As mentioned, even though you're only planning to move your hive a short distance, it's still essential to check for any defects or holes in the hive before you move it. It will save you a lot of trouble during the moving process as we try to prevent any unwanted behaviors from the bees.

Make sure to check between the walls, cracks on the sides, and any ventilation holes. If you find any, make sure to fix them before you move the hives.

Have the right gear

Make sure that you have the right equipment and protective gear before moving the bees. This includes a bee suit, gloves, and a hat/hood. It's also best to have a smoker ready to use if you encounter any aggressive behaviors from the bees.

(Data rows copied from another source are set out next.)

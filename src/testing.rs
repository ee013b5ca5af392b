//! Fakes shared by unit tests.

use std::{
    collections::BTreeMap,
    sync::{
        atomic::{AtomicUsize, Ordering},
        Arc,
    },
};

use async_trait::async_trait;
use geo_types::{polygon, MultiPolygon};
use tokio::sync::Semaphore;

use crate::assemble::{AGRICULTURAL_AREA, TOTAL_AREA};
use crate::geography::{BoundaryIndex, Municipality};
use crate::stats::{LandTable, ProviderError, StatisticsProvider};

pub(crate) fn square_municipality(code: &str, district: &str, x0: f64, y0: f64) -> Municipality {
    Municipality {
        code: code.to_owned(),
        name: format!("Obec {code}"),
        district_code: district.to_owned(),
        geometry: MultiPolygon(vec![polygon![
            (x: x0, y: y0),
            (x: x0 + 1.0, y: y0),
            (x: x0 + 1.0, y: y0 + 1.0),
            (x: x0, y: y0 + 1.0),
        ]]),
    }
}

/// One district made of unit squares laid out left to right.
pub(crate) fn district_index(district: &str, name: &str, codes: &[&str]) -> BoundaryIndex {
    BoundaryIndex::from_municipalities(codes.iter().enumerate().map(|(i, code)| {
        (square_municipality(code, district, i as f64, 0.0), name.to_owned())
    }))
}

/// In-memory statistics provider counting `land_table` calls.
///
/// A gated fake holds every `land_table` call until [`FakeStatistics::release`].
#[derive(Clone, Default)]
pub(crate) struct FakeStatistics {
    rows: BTreeMap<String, BTreeMap<String, Option<f64>>>,
    fail: bool,
    gate: Option<Arc<Semaphore>>,
    calls: Arc<AtomicUsize>,
}

impl FakeStatistics {
    pub(crate) fn new() -> Self {
        Self::default()
    }

    pub(crate) fn with_row(mut self, code: &str, agricultural: Option<f64>, total: Option<f64>) -> Self {
        let row = BTreeMap::from([
            (AGRICULTURAL_AREA.to_owned(), agricultural),
            (TOTAL_AREA.to_owned(), total),
        ]);
        self.rows.insert(code.to_owned(), row);
        self
    }

    pub(crate) fn failing(mut self) -> Self {
        self.fail = true;
        self
    }

    pub(crate) fn gated(mut self) -> Self {
        self.gate = Some(Arc::new(Semaphore::new(0)));
        self
    }

    pub(crate) fn release(&self) {
        if let Some(gate) = &self.gate {
            gate.add_permits(Semaphore::MAX_PERMITS / 2);
        }
    }

    pub(crate) fn land_table_calls(&self) -> usize {
        self.calls.load(Ordering::SeqCst)
    }
}

#[async_trait]
impl StatisticsProvider for FakeStatistics {
    async fn latest_year(&self) -> Result<String, ProviderError> {
        Ok("2023".to_owned())
    }

    async fn indicators(&self) -> Result<BTreeMap<String, String>, ProviderError> {
        Ok(BTreeMap::from([
            (TOTAL_AREA.to_owned(), "Total area of land of municipality-town in m2".to_owned()),
            (AGRICULTURAL_AREA.to_owned(), "Agricultural land in total in m2".to_owned()),
        ]))
    }

    async fn municipality_codes(
        &self,
        names: &[String],
    ) -> Result<BTreeMap<String, String>, ProviderError> {
        Ok(names
            .iter()
            .filter(|name| self.rows.contains_key(name.as_str()))
            .map(|name| (name.clone(), name.clone()))
            .collect())
    }

    async fn land_table(&self, codes: &[String]) -> Result<LandTable, ProviderError> {
        self.calls.fetch_add(1, Ordering::SeqCst);
        if let Some(gate) = &self.gate {
            let _permit = gate
                .acquire()
                .await
                .map_err(|_| ProviderError::Schema("gate closed".to_owned()))?;
        }
        if self.fail {
            return Err(ProviderError::Schema("statistics service unavailable".to_owned()));
        }
        let rows = codes
            .iter()
            .filter_map(|code| Some((code.clone(), self.rows.get(code)?.clone())))
            .collect();
        Ok(LandTable { year: "2023".to_owned(), rows })
    }
}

Plan your route ahead of time

Before relocating your beehive, make sure to plan your route ahead of time. This will help you move the bees in a more efficient and stress-free manner. Planning can also help eliminate making the bees locked up for hours and days, even when they've been transported a short distance.

If you're transporting your beehive in a trailer, make sure to have the right equipment and tools that you need for the move.

Check the weather before you move

This is often neglected, but is one of the most important things to consider when you move your hive. Make sure to check the weather before moving your beehive, so that you're sure that they won't be exposed to extreme temperatures throughout the journey.

Moving your beehive to too hot or cold temperatures can be dangerous to the bees and might even cause them to die. It's best to move them during cold temperatures, when they will be busy warming up and have fewer opportunities to fly out of the hive.

Split their moving per feet

For bees not to get stressed, you can also try to split the move per foot. This means that instead of moving them all in one go, break it down into smaller distances. This will make them feel safer and more comfortable during the move.

For example, if you're moving them 30 feet away, break the distance into 5–6 feet a day. It would take some time, but it would definitely be more beneficial to the bees.

Provide food and water

Before you move your beehive, make sure to provide them with enough food and water. This will ensure that they have enough energy to survive even after the relocation.

Also, make sure that you have enough food and water in their destination area so that they don't have to rely solely on the food and water from their original location.

Clean up afterward

Once you've successfully moved your beehive, make sure to clean up the area and dispose of any track of their previous location. Bees also rely on scent to determine where their hive is located, so make sure that there aren't any scents left behind.

By following these steps, you should be able to move your beehive successfully and without much stress on the bees. Of course, you should also take all necessary safety precautions to protect yourself from bee stings. With the right preparation, you can move your beehive with ease.